Charlotte's Kitchen, perching on the main pier in Paihia, offers Asian-influenced dishes. Photo:...
Charlotte's Kitchen, perching on the main pier in Paihia, offers Asian-influenced dishes. Photo: Supplied
The Gables

The next stop is across the bay at Russell. Once a one-horse town filled with pirates, prostitutes and outlaws, it’s now a genteel village of historic streetscapes. The Gables occupies an 1847 building (formerly a brothel) on the waterfront, built using whale vertebrae for foundations. Today it serves exceptionally good Kiwi classics, with an excellent wine list and local cheeses. Book a table by the windows for maritime views.

Visit: 19 The Strand, Russell; 09-403 7670;

www.thegablesrestaurant.co.nz; noon-3pm & 5.30-10pm Wednesday-Monday

Duke of Marlborough Hotel

A popular, historic hotel and restaurant, the best reason for stopping here on your gourmet tour is to watch the water activity while tasting your way through the New Zealand craft beer selections on the sunny deck. Try hyper-local brews such as Kainui Pilsner, a Kerikeri thirst quencher, big on hops, oozing citrus; or the Phat House Pale Ale from Waipapa, with a rich and complex toffee malt finish. In winter, you can take it inside and cosy up in a chesterfield by a roaring fire.

Visit: 35 The Strand, Russell; 09- 403 7829; www.theduke.co.nz; 11.30am-9pm

A ferry leaves Russell, heading for Paihia. Photo: Getty Images
A ferry leaves Russell, heading for Paihia. Photo: Getty Images

Sage @ Paroa Bay

It’s a 15-minute drive along winding roads into the hinterland behind Russell to Paroa Bay, but the views alone — over the turquoise waters of the Bay of Islands away from the hubbub of Paihia and Russell — make the extra effort worth it. Once you arrive at this winery restaurant, overlooking manicured lawns and rolling green farmland, and drink in the briny sea air gusting up the hillside, you’ll know what we mean.
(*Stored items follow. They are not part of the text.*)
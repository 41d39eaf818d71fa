#![allow(dead_code)]

use dbmods::execution::{ColumnInfo, Connection, ConnectionError, DbValue, SqliteConnection};
use std::collections::HashMap;
use std::fs;
use std::path::{Path, PathBuf};
use std::sync::{Arc, Mutex};
use tempfile::TempDir;

/// Create a temporary directory for testing
pub fn create_test_dir() -> TempDir {
    tempfile::tempdir().expect("Failed to create temp dir")
}

/// Write `content` to `dir/name`, creating parent directories.
pub fn write_file(dir: &Path, name: &str, content: &str) -> PathBuf {
    let path = dir.join(name);
    if let Some(parent) = path.parent() {
        fs::create_dir_all(parent).expect("Failed to create parent dir");
    }
    fs::write(&path, content).expect("Failed to write test file");
    path
}

/// An in-memory SQLite database with `sql` already run.
pub fn sqlite_with(sql: &str) -> SqliteConnection {
    let mut conn = SqliteConnection::open_in_memory().expect("Failed to open SQLite");
    if !sql.trim().is_empty() {
        conn.execute(sql).expect("Failed to run setup SQL");
    }
    conn
}

/// First column of every row, as text.
pub fn column_texts(conn: &mut dyn Connection, sql: &str) -> Vec<String> {
    conn.query(sql)
        .expect("Query should succeed")
        .into_iter()
        .map(|row| {
            row.into_iter()
                .next()
                .and_then(|v| v.to_text())
                .unwrap_or_else(|| "NULL".to_string())
        })
        .collect()
}

/// Every row with its columns joined by `|`.
pub fn row_texts(conn: &mut dyn Connection, sql: &str) -> Vec<String> {
    conn.query(sql)
        .expect("Query should succeed")
        .into_iter()
        .map(|row| {
            row.iter()
                .map(|v| v.to_text().unwrap_or_else(|| "NULL".to_string()))
                .collect::<Vec<_>>()
                .join("|")
        })
        .collect()
}

pub fn count_rows(conn: &mut dyn Connection, table: &str) -> i64 {
    match conn
        .query_scalar(&format!("SELECT count(*) FROM {}", table))
        .expect("Count should succeed")
    {
        Some(DbValue::Integer(n)) => n,
        other => panic!("Unexpected count result: {:?}", other),
    }
}

/// Shared record of what a [`FakeConnection`] was asked to do.
///
/// Statements are recorded as written; transaction control is recorded as
/// `BEGIN`, `COMMIT` and `ROLLBACK`.
#[derive(Debug, Clone, Default)]
pub struct ConnectionLog(Arc<Mutex<Vec<String>>>);

impl ConnectionLog {
    pub fn entries(&self) -> Vec<String> {
        self.0.lock().expect("log lock").clone()
    }

    fn push(&self, entry: &str) {
        self.0.lock().expect("log lock").push(entry.to_string());
    }
}

/// A scripted connection for exercising the engines without a database.
#[derive(Default)]
pub struct FakeConnection {
    log: ConnectionLog,
    fail_on: Option<String>,
    deadlock_on: Option<String>,
    tables: HashMap<String, Vec<ColumnInfo>>,
    in_transaction: bool,
}

impl FakeConnection {
    pub fn new() -> Self {
        Self::default()
    }

    pub fn with_log(mut self, log: ConnectionLog) -> Self {
        self.log = log;
        self
    }

    /// Statements containing `pattern` fail with a SQL error.
    pub fn fail_on(mut self, pattern: &str) -> Self {
        self.fail_on = Some(pattern.to_string());
        self
    }

    /// Statements containing `pattern` lose a deadlock.
    pub fn deadlock_on(mut self, pattern: &str) -> Self {
        self.deadlock_on = Some(pattern.to_string());
        self
    }

    pub fn with_table(mut self, table: &str, columns: &[&str]) -> Self {
        let columns = columns
            .iter()
            .map(|c| ColumnInfo::new(*c, "varchar(64)", false))
            .collect();
        self.tables.insert(table.to_lowercase(), columns);
        self
    }

    pub fn log(&self) -> ConnectionLog {
        self.log.clone()
    }
}

impl Connection for FakeConnection {
    fn execute(&mut self, sql: &str) -> Result<usize, ConnectionError> {
        if self.deadlock_on.as_deref().is_some_and(|p| sql.contains(p)) {
            return Err(ConnectionError::Deadlock("chosen as deadlock victim".to_string()));
        }
        if self.fail_on.as_deref().is_some_and(|p| sql.contains(p)) {
            return Err(ConnectionError::Sql(format!("cannot run: {}", sql)));
        }
        self.log.push(sql);
        Ok(1)
    }

    fn query(&mut self, _sql: &str) -> Result<Vec<Vec<DbValue>>, ConnectionError> {
        Ok(Vec::new())
    }

    fn begin_transaction(&mut self) -> Result<(), ConnectionError> {
        self.in_transaction = true;
        self.log.push("BEGIN");
        Ok(())
    }

    fn commit(&mut self) -> Result<(), ConnectionError> {
        if !self.in_transaction {
            return Err(ConnectionError::NoTransaction);
        }
        self.in_transaction = false;
        self.log.push("COMMIT");
        Ok(())
    }

    fn rollback(&mut self) -> Result<(), ConnectionError> {
        if !self.in_transaction {
            return Err(ConnectionError::NoTransaction);
        }
        self.in_transaction = false;
        self.log.push("ROLLBACK");
        Ok(())
    }

    fn table_exists(&mut self, table: &str) -> Result<bool, ConnectionError> {
        Ok(self.tables.contains_key(&table.to_lowercase()))
    }

    fn table_columns(&mut self, table: &str) -> Result<Vec<ColumnInfo>, ConnectionError> {
        Ok(self
            .tables
            .get(&table.to_lowercase())
            .cloned()
            .unwrap_or_default())
    }
}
The limited mains menu has a seafood focus, with quality ingredients and punchy flavours: a side salad comes with dukkah, pickled vegetables and balsamic beetroot, for example. But we’d recommend the dramatic cheese and charcuterie tasting board, and an afternoon grazing while sampling the Paroa Bay wines. If you can’t organise a designated driver, book a night at the villa accommodation on-site, which comes with private beach access and an infinity pool.
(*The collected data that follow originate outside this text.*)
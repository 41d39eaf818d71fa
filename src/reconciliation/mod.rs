//! Table content reconciliation.
//!
//! Declared rows (usually read from an XML content file) are compared with
//! the live rows of a table by unique key. The result is a plan of
//! additions, updates and removals that renders to SQL.

mod column;
mod plan;
mod reconciler;
mod rows;
mod schema;
mod types;
mod value;

pub use column::{ColumnElement, ColumnKind, DbColumnType, TableColumnName, XmlColumnAlias};
pub use plan::{ChangeType, ChangedRow, ReconciliationPlan};
pub use reconciler::{RowAction, RowHook, RowHooks, TableReconciler};
pub use rows::{read_xml_rows, TableRow, XmlRow};
pub use schema::{TableDefinition, TableSchema};
pub use types::ReconcileError;
pub use value::{escape_sql_value, parse_decimal, KeyOrder, TableValue, DB_NULL};
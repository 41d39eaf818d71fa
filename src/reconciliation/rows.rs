//! Rows read from the database and from declared content.

use super::column::ColumnKind;
use super::schema::{TableDefinition, TableSchema};
use super::types::ReconcileError;
use super::value::{parse_decimal, parse_hex_literal, parse_null, TableValue};
use crate::execution::DbValue;
use std::collections::BTreeMap;

/// Values of one row keyed by column index.
#[derive(Debug, Clone, Default, PartialEq, Eq)]
pub struct TableRow {
    values: BTreeMap<usize, TableValue>,
    protected: bool,
}

impl TableRow {
    pub fn new() -> Self {
        Self::default()
    }

    pub fn values(&self) -> &BTreeMap<usize, TableValue> {
        &self.values
    }

    pub fn get(&self, column: usize) -> Option<&TableValue> {
        self.values.get(&column)
    }

    pub fn insert(&mut self, column: usize, value: TableValue) {
        self.values.insert(column, value);
    }

    /// Text of a named element, `None` when absent or NULL.
    pub fn text<'a>(&'a self, schema: &TableSchema, name: &str) -> Option<&'a str> {
        let (c, e) = schema.find_by_element_name(name)?;
        self.values.get(&c)?.element(e)
    }

    pub fn key(&self, schema: &TableSchema) -> Option<&TableValue> {
        self.values.get(&schema.unique_index())
    }

    /// A protected row is never deleted.
    pub fn is_protected(&self) -> bool {
        self.protected
    }

    pub(crate) fn protect(&mut self) {
        self.protected = true;
    }
}

/// One row of declared content: name/value pairs in document order.
#[derive(Debug, Clone, Default, PartialEq, Eq)]
pub struct XmlRow {
    pub fields: Vec<(String, String)>,
}

impl XmlRow {
    pub fn new() -> Self {
        Self::default()
    }

    pub fn with_field(mut self, name: &str, value: &str) -> Self {
        self.push(name, value);
        self
    }

    pub fn push(&mut self, name: &str, value: &str) {
        self.fields.push((name.to_string(), value.to_string()));
    }

    /// Replace the value of `name`, or add it.
    pub fn set(&mut self, name: &str, value: &str) {
        match self.fields.iter_mut().find(|(n, _)| n.eq_ignore_ascii_case(name)) {
            Some((_, v)) => *v = value.to_string(),
            None => self.push(name, value),
        }
    }

    pub fn get(&self, name: &str) -> Option<&str> {
        self.fields
            .iter()
            .find(|(n, _)| n.eq_ignore_ascii_case(name))
            .map(|(_, v)| v.as_str())
    }

    /// Attributes of `node` followed by its child elements, each child
    /// valued by its text.
    pub fn from_node(node: roxmltree::Node) -> Self {
        let mut row = Self::new();
        for attribute in node.attributes() {
            row.push(attribute.name(), attribute.value());
        }
        for child in node.children().filter(|c| c.is_element()) {
            let text: String = child
                .descendants()
                .filter(|d| d.is_text())
                .filter_map(|d| d.text())
                .collect();
            row.push(child.tag_name().name(), &text);
        }
        row
    }
}

/// Collect the rows at `row_path` from a content document.
///
/// Values are trimmed later, when the row is checked against the table.
pub fn read_xml_rows(xml: &str, row_path: &str) -> Result<Vec<XmlRow>, ReconcileError> {
    let doc = roxmltree::Document::parse(xml)?;
    let mut segments = row_path.split('/').filter(|s| !s.is_empty());

    let root = doc.root_element();
    let mut nodes = match segments.next() {
        Some(first) if root.tag_name().name() == first => vec![root],
        _ => return Ok(Vec::new()),
    };
    for segment in segments {
        nodes = nodes
            .into_iter()
            .flat_map(|n| n.children().filter(|c| c.has_tag_name(segment)))
            .collect();
    }

    Ok(nodes.into_iter().map(XmlRow::from_node).collect())
}

/// Turn one result row of [`TableSchema::values_select_sql`] into a row.
pub(crate) fn db_row(schema: &TableSchema, values: Vec<DbValue>) -> TableRow {
    let mut row = TableRow::new();
    for (flat, value) in values.into_iter().enumerate() {
        let (Some((c, e)), Some(element)) = (schema.position(flat), schema.element(flat)) else {
            continue;
        };
        let column_len = schema.columns()[c].len();
        let entry = row
            .values
            .entry(c)
            .or_insert_with(|| TableValue::null(column_len));

        if element.column_type.kind == ColumnKind::Binary && element.alias.is_none() {
            let bytes = match value {
                DbValue::Null => None,
                DbValue::Blob(bytes) => Some(bytes),
                other => other.to_text().map(String::into_bytes),
            };
            if let Some(mut bytes) = bytes {
                let length = element.column_type.length;
                if length > 0 && bytes.len() < length {
                    bytes.resize(length, b' ');
                }
                *entry = TableValue::binary(&bytes);
            } else {
                entry.set_binary(true);
            }
        } else {
            entry.set_element(e, value.to_text());
        }
    }
    row
}

/// Validate one content row against the schema.
///
/// Names the definition ignores are skipped. When a name repeats, its
/// first value wins.
pub(crate) fn xml_row(
    schema: &TableSchema,
    definition: &TableDefinition,
    source: &XmlRow,
) -> Result<TableRow, ReconcileError> {
    let mut row = TableRow::new();
    let mut seen = Vec::new();

    for (name, raw) in &source.fields {
        if definition.is_ignored(name) {
            continue;
        }
        let value = raw.trim();
        let (c, e) = schema
            .find_by_element_name(name)
            .ok_or_else(|| ReconcileError::UnknownColumn {
                table: schema.table().to_string(),
                column: name.clone(),
                value: value.to_string(),
            })?;
        if seen.contains(&(c, e)) {
            continue;
        }
        seen.push((c, e));

        let column = &schema.columns()[c];
        let element = &column.elements()[e];
        let invalid = |expected: &'static str| ReconcileError::InvalidValue {
            table: schema.table().to_string(),
            column: name.clone(),
            value: value.to_string(),
            expected,
        };
        let parsed = parse_null(value);
        let entry = row
            .values
            .entry(c)
            .or_insert_with(|| TableValue::null(column.len()));

        match (&parsed, element.column_type.kind, &element.alias) {
            (Some(text), ColumnKind::Numeric, None) if parse_decimal(text).is_none() => {
                return Err(invalid("a number"));
            }
            (Some(text), ColumnKind::Binary, None) => {
                let bytes = parse_hex_literal(text).ok_or_else(|| invalid("hex encoded"))?;
                *entry = TableValue::binary(&bytes);
                continue;
            }
            (None, ColumnKind::Binary, None) => entry.set_binary(true),
            _ => {}
        }
        entry.set_element(e, parsed);
    }
    Ok(row)
}
//! Run guard preventing overlapping database updates.

use super::types::MigrationError;
use std::sync::atomic::{AtomicBool, Ordering};

/// An in-process, non-reentrant "update in progress" flag.
///
/// Share one lock (behind an `Arc`) between every engine that must not
/// update concurrently. A second [`try_begin`](Self::try_begin) fails
/// immediately rather than waiting.
#[derive(Debug, Default)]
pub struct MigrationLock {
    running: AtomicBool,
}

impl MigrationLock {
    pub fn new() -> Self {
        Self::default()
    }

    pub fn try_begin(&self) -> Result<RunGuard<'_>, MigrationError> {
        self.running
            .compare_exchange(false, true, Ordering::AcqRel, Ordering::Acquire)
            .map_err(|_| MigrationError::AlreadyRunning)?;
        Ok(RunGuard { lock: self })
    }

    pub fn is_running(&self) -> bool {
        self.running.load(Ordering::Acquire)
    }
}

/// Held for the duration of one update; releases the lock on drop.
#[derive(Debug)]
pub struct RunGuard<'a> {
    lock: &'a MigrationLock,
}

impl Drop for RunGuard<'_> {
    fn drop(&mut self) {
        self.lock.running.store(false, Ordering::Release);
    }
}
Visit: 31 Otamarua Rd, Paroa Bay; 09- 403 8270;

www.thelindisgroup.com/paroabaywinerysage; noon- 5pm Wednesday and Thursday, to 8pm Friday to Sunday.

WHAT TO DO

DISCOVER THE BAY CRUISE: Take a four-hour Discover the Bay cruise to the jaw-dropping Hole in the Rock; or alight at Urupukapuka Island for nature walks and sheltered beach swimming. www.exploregroup.co.nz

KERIKERI MISSION STATION: Two of the nation’s most significant buildings nestle on the banks of Kerikeri Basin: the Stone Store (NZ’s oldest stone building) and Kemp House, a pretty wooden Georgian-style house and NZ’s oldest (built in 1822). Around the inlet, Kororipo Pa is the site of Hongi Hika’s pa (fortress) and village. www.historic.org.nz 

WHERE TO STAY

ARCADIA LODGE: A characterful 1890 hillside house kitted out with interesting antiques. Meals are complemented by spectacular views over sailboats bobbing on the water from the deck. Grab a bottle of local wine from the honesty bar, and find a quiet spot in the garden. www.arcadialodge.co.nz

MOON GATE VILLA: Modern accommodation set amid tropical foliage and a water feature, with a huge spa bath in the larger suite. There is also a compact self-contained cottage in the gardens, and a solar-powered swimming pool. www.moongatevilla.com 

CELEBRATIONS

WAITANGI DAY: Ceremonial events are held at the Waitangi Treaty Grounds to mark Waitangi Day on February 6. Expect a naval salute and an annual outing for the huge Maori waka taua (war canoe) Ngatokimatawhaorua followed by food, music and cultural performances. www.waitangi.org.nz/whats-on/waitangi-day 

GETTING THERE

Bay of Islands is a three-hour drive from Auckland. To reach Russell take the Fullers car ferry which runs every 10 minutes from Opua between 6am and 9pm. Alternatively, Air New Zealand flies from Auckland to Bay of Islands (Kerikeri) Airport.